Chaque nouveau début vous donne l'impression de partir à l'aventure, vers des terres inconnues. Pas de carte, pas de boussole. Juste votre instinct pour pouvoir explorer tout ce nouveau monde. Vous vous faites vos propres repères, vous établissez vos propres règles. Vous avez l'impression qu'avec de la bonne volonté, de la patience et de la chance vous parviendrez à dompter ce nouvel univers, à le comprendre pour mieux vous y adapter.
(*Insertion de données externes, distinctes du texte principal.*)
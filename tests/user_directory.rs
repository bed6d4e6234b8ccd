mod support;

use sitecreator::application::users::UserDirectoryError;
use support::Harness;

#[tokio::test]
async fn duplicate_group_names_are_rejected_without_changes() {
    let harness = Harness::new();
    harness
        .users
        .save_group(None, "Editors", "People who edit")
        .await
        .expect("create");

    let err = harness
        .users
        .save_group(None, "Editors", "Again")
        .await
        .expect_err("duplicate");
    assert!(matches!(err, UserDirectoryError::Validation(_)));

    let groups = harness.users.list_groups().await.expect("groups");
    assert_eq!(groups.len(), 1);
    assert_eq!(groups[0].description, "People who edit");
}

#[tokio::test]
async fn blank_group_names_are_required() {
    let harness = Harness::new();
    let err = harness
        .users
        .save_group(None, "   ", "")
        .await
        .expect_err("blank");
    match err {
        UserDirectoryError::Validation(message) => assert_eq!(message, "This field is required."),
        other => panic!("unexpected error: {other:?}"),
    }
}

#[tokio::test]
async fn renaming_a_group_to_its_own_name_is_allowed() {
    let harness = Harness::new();
    let group = harness
        .users
        .save_group(None, "Editors", "")
        .await
        .expect("create");

    let renamed = harness
        .users
        .save_group(Some(group.id), "Editors", "Updated")
        .await
        .expect("update");
    assert_eq!(renamed.description, "Updated");
}

#[tokio::test]
async fn membership_changes_are_reflected_in_lookups() {
    let harness = Harness::new();
    let ann = harness.profile("ann@example.com", false).await;
    let editors = harness.users.save_group(None, "Editors", "").await.expect("group");
    let readers = harness.users.save_group(None, "Readers", "").await.expect("group");

    harness
        .users
        .add_member(editors.id, &ann.email)
        .await
        .expect("add");
    let memberships = harness.users.groups_for(&ann).await.expect("groups");
    assert_eq!(memberships.len(), 1);
    assert_eq!(memberships[0].id, editors.id);

    let available = harness.users.groups_not_in(&ann).await.expect("groups");
    assert_eq!(available.len(), 1);
    assert_eq!(available[0].id, readers.id);

    let group = harness
        .users
        .find_group(editors.id)
        .await
        .expect("lookup")
        .expect("group");
    let members = harness
        .users
        .profiles_in_group(&group)
        .await
        .expect("members");
    assert_eq!(members, vec![ann.clone()]);

    harness
        .users
        .remove_member(editors.id, &ann.email)
        .await
        .expect("remove");
    assert!(harness.users.groups_for(&ann).await.expect("groups").is_empty());
}

#[tokio::test]
async fn adding_an_unknown_profile_is_not_found() {
    let harness = Harness::new();
    let group = harness.users.save_group(None, "Editors", "").await.expect("group");

    let err = harness
        .users
        .add_member(group.id, "nobody@example.com")
        .await
        .expect_err("missing profile");
    assert!(matches!(
        err,
        UserDirectoryError::NotFound { entity: "profile" }
    ));
}

#[tokio::test]
async fn import_reports_rejected_lines() {
    let harness = Harness::new();
    let report = harness
        .users
        .import_csv(
            "ann@example.com,1\nnot-an-email,0\nbob@example.com\ncarl@example.com, 0\n",
            false,
        )
        .await
        .expect("import");

    assert_eq!(report.imported, 2);
    let lines: Vec<usize> = report.rejected.iter().map(|r| r.line).collect();
    assert_eq!(lines, vec![2, 3]);

    let ann = harness
        .users
        .load_profile("ann@example.com")
        .await
        .expect("lookup")
        .expect("ann");
    assert!(ann.is_superuser);
}

#[tokio::test]
async fn complete_import_replaces_every_profile() {
    let harness = Harness::new();
    harness.profile("old@example.com", false).await;

    harness
        .users
        .import_csv("new@example.com,0\n", true)
        .await
        .expect("import");

    let emails: Vec<String> = harness
        .users
        .list_profiles()
        .await
        .expect("profiles")
        .into_iter()
        .map(|profile| profile.email)
        .collect();
    assert_eq!(emails, vec!["new@example.com".to_string()]);
}

#[tokio::test]
async fn export_writes_the_roster_sorted_by_email() {
    let harness = Harness::new();
    harness.profile("zed@example.com", false).await;
    harness.profile("amy@example.com", true).await;

    let csv = harness.users.export_csv().await.expect("export");
    assert_eq!(csv, "amy@example.com,1\nzed@example.com,0\n");
}

#[tokio::test]
async fn admin_profiles_are_created_once_as_superusers() {
    let harness = Harness::new();

    let created = harness
        .users
        .ensure_admin_profile("boss@example.com")
        .await
        .expect("create");
    assert!(created.is_superuser);

    let again = harness
        .users
        .ensure_admin_profile("boss@example.com")
        .await
        .expect("existing");
    assert_eq!(again.id, created.id);
}

#[tokio::test]
async fn profile_lookups_see_updates_after_the_flush() {
    let harness = Harness::new();
    assert!(
        harness
            .users
            .load_profile("ann@example.com")
            .await
            .expect("lookup")
            .is_none()
    );

    harness
        .users
        .update_profile("ann@example.com", true)
        .await
        .expect("update");

    let ann = harness
        .users
        .load_profile("ann@example.com")
        .await
        .expect("lookup")
        .expect("ann");
    assert!(ann.is_superuser);
}

#[tokio::test]
async fn failed_complete_import_still_flushes_the_cache() {
    let harness = Harness::new();
    harness.profile("old@example.com", false).await;
    harness
        .users
        .load_profile("old@example.com")
        .await
        .expect("lookup")
        .expect("cached profile");
    let flushes_before = harness.cache.stats().flushes;

    harness.repo.fail_after("upsert_profile", 1);
    let err = harness
        .users
        .import_csv("a@example.com,0\nb@example.com,0\n", true)
        .await
        .expect_err("second upsert fails");
    assert!(matches!(err, UserDirectoryError::Repo(_)));

    assert_eq!(harness.cache.stats().flushes, flushes_before + 1);
    assert_eq!(harness.repo.profile_count(), 1);
    assert!(
        harness
            .users
            .load_profile("old@example.com")
            .await
            .expect("lookup")
            .is_none()
    );
}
C'était certainement pour tout cela que Draco aimait autant les débuts de relations. Approche, séduction, préliminaires et ce qui s'en suit, puis au revoir la compagnie. Il ne couchait jamais deux fois avec la même personne, parce que ça ne l'intéressait pas. Il préférait le début. Ce qu'il nommait « la chasse ».

Parce que c'était ça au fond, cette aventure qu'il aimait vivre à chaque fois. Une chasse aux relations.

Relations aussi nombreuses qu'éphémères. Il était ce qu'on appelait communément un coureur de jupons. Quoique que courir les caleçons ne le dérangeait pas plus que ça. Cela ne faisait que multiplier le nombre de proies potentielles et donc le nombre de débuts. Tout à son avantage donc.

On le haïssait pour ce comportement, mais curieusement il trouvait toujours quelqu'un pour rentrer dans son jeu... Au fil du temps, il avait réussi à déterminer deux catégories de personnes : celles qui ne cherchaient qu'une passade, et ne se voyaient absolument pas dans une relation sérieuse, et celles qui pensaient pouvoir lui faire changer d'avis.

Mais malgré tous les efforts de cette deuxième catégorie, il restait sans attaches, multipliant les débuts, sans le moindre scrupule. C'était son plaisir, sa règle, et il s'y tenait avec la détermination de celui qui croit en quelque chose.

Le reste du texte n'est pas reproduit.